Data under study Start Marker
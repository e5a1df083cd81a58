//! Grouping & ordering of resolved info records into display sections.

use crate::error::CatalogError;
use crate::icons::IconResolver;
use crate::observer::InfoObserver;
use crate::rank::parse_rank;
use apb_domain::info::InfoRecord;
use fxhash::FxHashMap;
use serde::Serialize;
use std::collections::hash_map::Entry;

/// Display-ready info of one experience.
#[derive(Debug, Clone, PartialEq, Eq, Serialize)]
#[serde(rename_all = "camelCase")]
pub struct ExperienceInfo<I> {
    /// `product_info` of every language record, in resolution order, duplicates kept.
    pub languages_spoken: Vec<String>,
    /// Non-language records grouped by title; ascending by `order`.
    pub additional_info: Vec<GroupedInfo<I>>,
}

impl<I> ExperienceInfo<I> {
    /// True when there is nothing to show.
    #[must_use]
    pub fn is_empty(&self) -> bool {
        self.languages_spoken.is_empty() && self.additional_info.is_empty()
    }
}

impl<I> Default for ExperienceInfo<I> {
    fn default() -> Self {
        Self { languages_spoken: Vec::new(), additional_info: Vec::new() }
    }
}

/// A titled section of info items; items ascend by `item_order`.
#[derive(Debug, Clone, PartialEq, Eq, Serialize)]
pub struct GroupedInfo<I> {
    pub title: String,
    pub order: i64,
    pub items: Vec<InfoItem<I>>,
}

#[derive(Debug, Clone, PartialEq, Eq, Serialize)]
pub struct InfoItem<I> {
    pub icon: I,
    pub product_info: String,
    pub item_order: i64,
}

/// Partitions and groups resolved records.
///
/// 1. Records whose `main_id` is `language_key` only feed `languages_spoken`.
/// 2. Every other record has both ranks parsed first; a rank that is missing or not an
///    integer fails the whole call with [`CatalogError::MalformedOrder`].
/// 3. The first record of a title creates its group and fixes the group `order`. Later
///    records of that title with another `order` are reported as rank conflicts.
/// 4. Records whose icon does not resolve are dropped (and reported); groups left empty
///    are not emitted.
/// 5. Items sort by `item_order`, groups by `order`; both sorts are stable, so ties keep
///    resolution order.
///
/// # Errors
/// Returns [`CatalogError::MalformedOrder`] for the first non-language record with an
/// unparseable rank.
pub fn group<'a, R, O>(
    records: impl IntoIterator<Item = &'a InfoRecord>,
    icons: &R,
    observer: &O,
    language_key: &str,
) -> Result<ExperienceInfo<R::Icon>, CatalogError>
where
    R: IconResolver + ?Sized,
    O: InfoObserver + ?Sized,
{
    let mut languages_spoken = Vec::new();
    let mut groups: Vec<GroupedInfo<R::Icon>> = Vec::new();
    let mut by_title: FxHashMap<&'a str, usize> = FxHashMap::default();

    for record in records {
        if record.is_language(language_key) {
            languages_spoken.push(record.product_info.clone());
            continue;
        }

        let order = parse_rank(record.order.as_ref(), &record.info_id, "order")?;
        let item_order = parse_rank(record.item_order.as_ref(), &record.info_id, "item_order")?;

        let index = match by_title.entry(record.product_info_title.as_str()) {
            Entry::Occupied(slot) => {
                let index = *slot.get();
                let kept = groups[index].order;
                if kept != order {
                    observer.rank_conflict(record, kept, order);
                }
                index
            },
            Entry::Vacant(slot) => {
                groups.push(GroupedInfo {
                    title: record.product_info_title.clone(),
                    order,
                    items: Vec::new(),
                });
                *slot.insert(groups.len() - 1)
            },
        };

        let Some(icon) = icons.resolve(&record.icon) else {
            observer.unresolved_icon(record);
            continue;
        };

        groups[index].items.push(InfoItem {
            icon,
            product_info: record.product_info.clone(),
            item_order,
        });
    }

    groups.retain(|group| !group.items.is_empty());
    for group in &mut groups {
        group.items.sort_by_key(|item| item.item_order);
    }
    groups.sort_by_key(|group| group.order);

    Ok(ExperienceInfo { languages_spoken, additional_info: groups })
}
Data under study End Marker
Directions for this task: Each record is to be reproduced exactly as it appears.

Solved problem:
repository e5a1df083cd81a58
//! Grouping & ordering of resolved info records into display sections.

use crate::error::CatalogError;
use crate::icons::IconResolver;
use crate::observer::InfoObserver;
use crate::rank::parse_rank;
use apb_domain::info::InfoRecord;
use fxhash::FxHashMap;
use serde::Serialize;
use std::collections::hash_map::Entry;

/// Display-ready info of one experience.
#[derive(Debug, Clone, PartialEq, Eq, Serialize)]
#[serde(rename_all = "camelCase")]
pub struct ExperienceInfo<I> {
    /// `product_info` of every language record, in resolution order, duplicates kept.
    pub languages_spoken: Vec<String>,
    /// Non-language records grouped by title; ascending by `order`.
    pub additional_info: Vec<GroupedInfo<I>>,
}

impl<I> ExperienceInfo<I> {
    /// True when there is nothing to show.
    #[must_use]
    pub fn is_empty(&self) -> bool {
        self.languages_spoken.is_empty() && self.additional_info.is_empty()
    }
}

impl<I> Default for ExperienceInfo<I> {
    fn default() -> Self {
        Self { languages_spoken: Vec::new(), additional_info: Vec::new() }
    }
}

/// A titled section of info items; items ascend by `item_order`.
#[derive(Debug, Clone, PartialEq, Eq, Serialize)]
pub struct GroupedInfo<I> {
    pub title: String,
    pub order: i64,
    pub items: Vec<InfoItem<I>>,
}

#[derive(Debug, Clone, PartialEq, Eq, Serialize)]
pub struct InfoItem<I> {
    pub icon: I,
    pub product_info: String,
    pub item_order: i64,
}

/// Partitions and groups resolved records.
///
/// 1. Records whose `main_id` is `language_key` only feed `languages_spoken`.
/// 2. Every other record has both ranks parsed first; a rank that is missing or not an
///    integer fails the whole call with [`CatalogError::MalformedOrder`].
/// 3. The first record of a title creates its group and fixes the group `order`. Later
///    records of that title with another `order` are reported as rank conflicts.
/// 4. Records whose icon does not resolve are dropped (and reported); groups left empty
///    are not emitted.
/// 5. Items sort by `item_order`, groups by `order`; both sorts are stable, so ties keep
///    resolution order.
///
/// # Errors
/// Returns [`CatalogError::MalformedOrder`] for the first non-language record with an
/// unparseable rank.
pub fn group<'a, R, O>(
    records: impl IntoIterator<Item = &'a InfoRecord>,
    icons: &R,
    observer: &O,
    language_key: &str,
) -> Result<ExperienceInfo<R::Icon>, CatalogError>
where
    R: IconResolver + ?Sized,
    O: InfoObserver + ?Sized,
{
    let mut languages_spoken = Vec::new();
    let mut groups: Vec<GroupedInfo<R::Icon>> = Vec::new();
    let mut by_title: FxHashMap<&'a str, usize> = FxHashMap::default();

    for record in records {
        if record.is_language(language_key) {
            languages_spoken.push(record.product_info.clone());
            continue;
        }

        let order = parse_rank(record.order.as_ref(), &record.info_id, "order")?;
        let item_order = parse_rank(record.item_order.as_ref(), &record.info_id, "item_order")?;

        let index = match by_title.entry(record.product_info_title.as_str()) {
            Entry::Occupied(slot) => {
                let index = *slot.get();
                let kept = groups[index].order;
                if kept != order {
                    observer.rank_conflict(record, kept, order);
                }
                index
            },
            Entry::Vacant(slot) => {
                groups.push(GroupedInfo {
                    title: record.product_info_title.clone(),
                    order,
                    items: Vec::new(),
                });
                *slot.insert(groups.len() - 1)
            },
        };

        let Some(icon) = icons.resolve(&record.icon) else {
            observer.unresolved_icon(record);
            continue;
        };

        groups[index].items.push(InfoItem {
            icon,
            product_info: record.product_info.clone(),
            item_order,
        });
    }

    groups.retain(|group| !group.items.is_empty());
    for group in &mut groups {
        group.items.sort_by_key(|item| item.item_order);
    }
    groups.sort_by_key(|group| group.order);

    Ok(ExperienceInfo { languages_spoken, additional_info: groups })
}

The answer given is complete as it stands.